Bluewater Health waiting on ministry OK for CEEH upgrade funding
Posted: March 3, 2016
(March 3, 2016)
By: Tyler Kula, Sarnia Observer
Shirley Roebuck worries that long-dwindling funding for hospitals will soon be a threat to rural facilities like Charlotte Eleanor Englehart Hospital in Petrolia.
“All over the province of Ontario small and rural hospitals are being targetted as the provincial government pursues its plans to regionalize and consolidate health-care services,” said Roebuck, chairperson of the Sarnia Lambton Health Coalition.
She’s speaking out amid concerns a projected nearly $1.9-million deficit at Bluewater Health by month’s end will mean cuts by the Erie St. Clair Local Health Integration Network (LHIN) — which acts as the local funding and decision-making arm of the Ministry of Health and Long-Term Care in the region that includes Sarnia-Lambton — to local hospital services.
But Bluewater Health CEO and president Mike Lapaine said nothing of the sort is planned.

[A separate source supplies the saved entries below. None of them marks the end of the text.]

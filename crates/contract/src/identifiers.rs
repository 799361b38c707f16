//! Newtype identifiers.
//!
//! Configuration values and request inputs that have identity are represented
//! as distinct newtypes wrapping a primitive. This prevents accidentally
//! interchanging an [`AppId`] with an [`ArtistName`] even though both are
//! strings on the wire.

use serde::{Deserialize, Serialize};
use uuid::Uuid;

// ---------------------------------------------------------------------------
// Macro for String-wrapped newtypes.
// Generates: struct, new() returning Option<Self>, as_str(), Display.
// ---------------------------------------------------------------------------
macro_rules! string_id {
    (
        $(#[$attr:meta])*
        $name:ident
    ) => {
        $(#[$attr])*
        #[derive(Debug, Clone, PartialEq, Eq, Hash, Serialize, Deserialize)]
        pub struct $name(String);

        impl $name {
            /// Creates a new identifier, returning `None` if the value is empty.
            pub fn new(value: impl Into<String>) -> Option<Self> {
                let v = value.into();
                if v.is_empty() { None } else { Some(Self(v)) }
            }

            /// Returns the identifier as a string slice.
            pub fn as_str(&self) -> &str {
                &self.0
            }
        }

        impl std::fmt::Display for $name {
            fn fmt(&self, f: &mut std::fmt::Formatter<'_>) -> std::fmt::Result {
                write!(f, "{}", self.0)
            }
        }
    };
}

// ---------------------------------------------------------------------------
// Identifiers: UUID-backed, internally generated
// ---------------------------------------------------------------------------

/// Identifies a single dispatched request.
///
/// Generated fresh for every [`crate::dispatch`] call and recorded on its
/// tracing span, so the request and response events of one call can be
/// correlated.
#[derive(Debug, Clone, Copy, PartialEq, Eq, Hash, Serialize, Deserialize)]
pub struct RequestId(Uuid);

impl RequestId {
    /// Generates a new random request identifier.
    pub fn new_random() -> Self {
        Self(Uuid::new_v4())
    }

    /// Returns the underlying [`Uuid`].
    pub fn as_uuid(self) -> Uuid {
        self.0
    }
}

impl std::fmt::Display for RequestId {
    fn fmt(&self, f: &mut std::fmt::Formatter<'_>) -> std::fmt::Result {
        write!(f, "{}", self.0)
    }
}

// ---------------------------------------------------------------------------
// Identifiers: String-backed
// ---------------------------------------------------------------------------

string_id! {
    /// URL scheme used to reach the upstream (e.g. `"https"`).
    Scheme
}

string_id! {
    /// Upstream authority: a host name, optionally followed by `:port`
    /// (e.g. `"rest.bandsintown.com"`, `"127.0.0.1:8080"`).
    Host
}

string_id! {
    /// Application identifier sent with every Bandsintown request.
    AppId
}

string_id! {
    /// Artist name as typed by the user; used verbatim as a path segment.
    ArtistName
}

#[cfg(test)]
mod tests {
    use super::*;

    #[test]
    fn test_empty_string_id_rejected() {
        assert!(AppId::new("").is_none());
        assert!(Host::new(String::new()).is_none());
    }

    #[test]
    fn test_string_id_display() {
        let name = ArtistName::new("Molchat Doma").unwrap();
        assert_eq!(name.to_string(), "Molchat Doma");
        assert_eq!(name.as_str(), "Molchat Doma");
    }

    #[test]
    fn test_request_ids_are_unique() {
        assert_ne!(RequestId::new_random(), RequestId::new_random());
    }
}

“Just like any budget year, there are minor changes here and there but the core service that we provide out in Petrolia is maintained and there are no plans to close the small hospital in Petrolia,” he said.

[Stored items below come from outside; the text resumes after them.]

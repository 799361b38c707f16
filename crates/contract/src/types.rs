//! Shared value types for describing an endpoint and classifying its responses.
//!
//! Unlike the newtype identifiers in [`crate::identifiers`], these types carry
//! protocol meaning: [`HttpMethod`] is the closed set of verbs this layer can
//! issue, [`Endpoint`] pairs one of them with a path template, and
//! [`StatusOutcome`] is the discriminant that chooses a decode target.

use serde::{Deserialize, Serialize};
use thiserror::Error;

// ---------------------------------------------------------------------------
// HTTP method
// ---------------------------------------------------------------------------

/// HTTP verbs supported by the contract layer.
#[derive(Debug, Clone, Copy, PartialEq, Eq, Hash, Serialize, Deserialize)]
#[serde(rename_all = "UPPERCASE")]
pub enum HttpMethod {
    /// Retrieve a resource.
    Get,
    /// Create a resource or trigger an action.
    Post,
    /// Replace a resource.
    Put,
    /// Remove a resource.
    Delete,
}

impl HttpMethod {
    /// Returns the uppercase wire token (`"GET"`, `"POST"`, ...).
    pub fn as_str(self) -> &'static str {
        match self {
            Self::Get => "GET",
            Self::Post => "POST",
            Self::Put => "PUT",
            Self::Delete => "DELETE",
        }
    }
}

impl std::fmt::Display for HttpMethod {
    fn fmt(&self, f: &mut std::fmt::Formatter<'_>) -> std::fmt::Result {
        f.write_str(self.as_str())
    }
}

/// Returned when parsing a verb outside [`HttpMethod`].
#[derive(Debug, Clone, PartialEq, Eq, Error)]
#[error("Unsupported HTTP method '{0}'")]
pub struct UnsupportedMethod(pub String);

impl std::str::FromStr for HttpMethod {
    type Err = UnsupportedMethod;

    fn from_str(s: &str) -> Result<Self, Self::Err> {
        match s.to_ascii_uppercase().as_str() {
            "GET" => Ok(Self::Get),
            "POST" => Ok(Self::Post),
            "PUT" => Ok(Self::Put),
            "DELETE" => Ok(Self::Delete),
            _ => Err(UnsupportedMethod(s.to_string())),
        }
    }
}

// ---------------------------------------------------------------------------
// Endpoint descriptor
// ---------------------------------------------------------------------------

/// A method plus a path template identifying one logical HTTP operation.
///
/// Placeholders are written as `{name}` and are filled from the request
/// value's path parameters by [`crate::resolve`].
///
/// ```rust
/// use contract::{Endpoint, HttpMethod};
///
/// const FIND_USER: Endpoint = Endpoint::get("/users/{id}");
/// assert_eq!(FIND_USER.method(), HttpMethod::Get);
/// assert_eq!(FIND_USER.path(), "/users/{id}");
/// ```
#[derive(Debug, Clone, Copy, PartialEq, Eq)]
pub struct Endpoint {
    method: HttpMethod,
    path: &'static str,
}

impl Endpoint {
    /// Creates an endpoint from a method and a path template.
    pub const fn new(method: HttpMethod, path: &'static str) -> Self {
        Self { method, path }
    }

    /// `GET` endpoint.
    pub const fn get(path: &'static str) -> Self {
        Self::new(HttpMethod::Get, path)
    }

    /// `POST` endpoint.
    pub const fn post(path: &'static str) -> Self {
        Self::new(HttpMethod::Post, path)
    }

    /// `PUT` endpoint.
    pub const fn put(path: &'static str) -> Self {
        Self::new(HttpMethod::Put, path)
    }

    /// `DELETE` endpoint.
    pub const fn delete(path: &'static str) -> Self {
        Self::new(HttpMethod::Delete, path)
    }

    /// The HTTP method.
    pub const fn method(&self) -> HttpMethod {
        self.method
    }

    /// The unresolved path template.
    pub const fn path(&self) -> &'static str {
        self.path
    }
}

// ---------------------------------------------------------------------------
// Status classification
// ---------------------------------------------------------------------------

/// Which response shape an HTTP status code selects.
///
/// Computed from the status line before any JSON is parsed; see
/// [`crate::ResponseFormat`].
#[derive(Debug, Clone, Copy, PartialEq, Eq, Hash)]
pub enum StatusOutcome {
    /// Status in `200..=299`.
    Success,
    /// Any other status.
    Failure,
}

impl StatusOutcome {
    /// Classifies a raw HTTP status code.
    pub fn from_status(status: u16) -> Self {
        if (200..=299).contains(&status) {
            Self::Success
        } else {
            Self::Failure
        }
    }

    /// Returns `true` for [`StatusOutcome::Success`].
    pub fn is_success(self) -> bool {
        self == Self::Success
    }
}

Bluewater Health, which operates hospitals in Petrolia and Sarnia, will be able to “absorb the deficit” this year because it has enough cash flow, Lapaine said.
“We clearly don’t plan on running recurring deficits,” he said. “However, a lot of that is dictated by funding, and we would have never imagined we would have lost $7 million in funding three years ago.”
That’s due to Health Ministry funding clawbacks under funding formula changes introduced in 2012, including a $2.5-million reduction earlier this fiscal year, he said.
Bluewater Health recently announced plans to cut $5 million in costs through staff and bed reductions, reduced shifts, and renegotiated contracts for medical and surgical supplies.
The upcoming provincial budget, meanwhile, includes another $345 million for hospitals, including a one-per-cent increase to baseline funding, but it’s not expected to impact the cuts, Lapaine has said.
If nothing changes, projections are Bluewater Health’s budget will balance next year, he said; but it still leaves the projected $1.9 million in red ink for this year’s fiscal end March 31.
Options include Bluewater Health applying to carry that deficit over to the following fiscal year, or using working capital to pay it off, said the LHIN’s Ralph Ganter.
There’s been no talk with Bluewater Health of cutting services, he said.
But services over the years have been lost at small hospitals in Petrolia, Wallaceburg, Strathroy, Woodstock and others, Roebuck charged.
“The people in Sarnia-Lambton I think want the hospital in Petrolia to continue to exist and I hope it does,” she said.
Meanwhile the ministry has invested millions of dollars into small and rural hospitals since 2012, said spokesperson David Jensen, noting nearly $20 million over the past three years to eligible small hospitals through base funding increases, and more through the Small and Rural Hospital Transformation Fund.
A plan is also in place to upgrade Petrolia’s hospital to the tune of $5 or $6 million, but that’s still in the approval stages with the ministry as Bluewater Health waits on word about its funding application, Lapaine said.
“The timing of it is largely controlled at the Ministry of Health capital planning branch,” he said.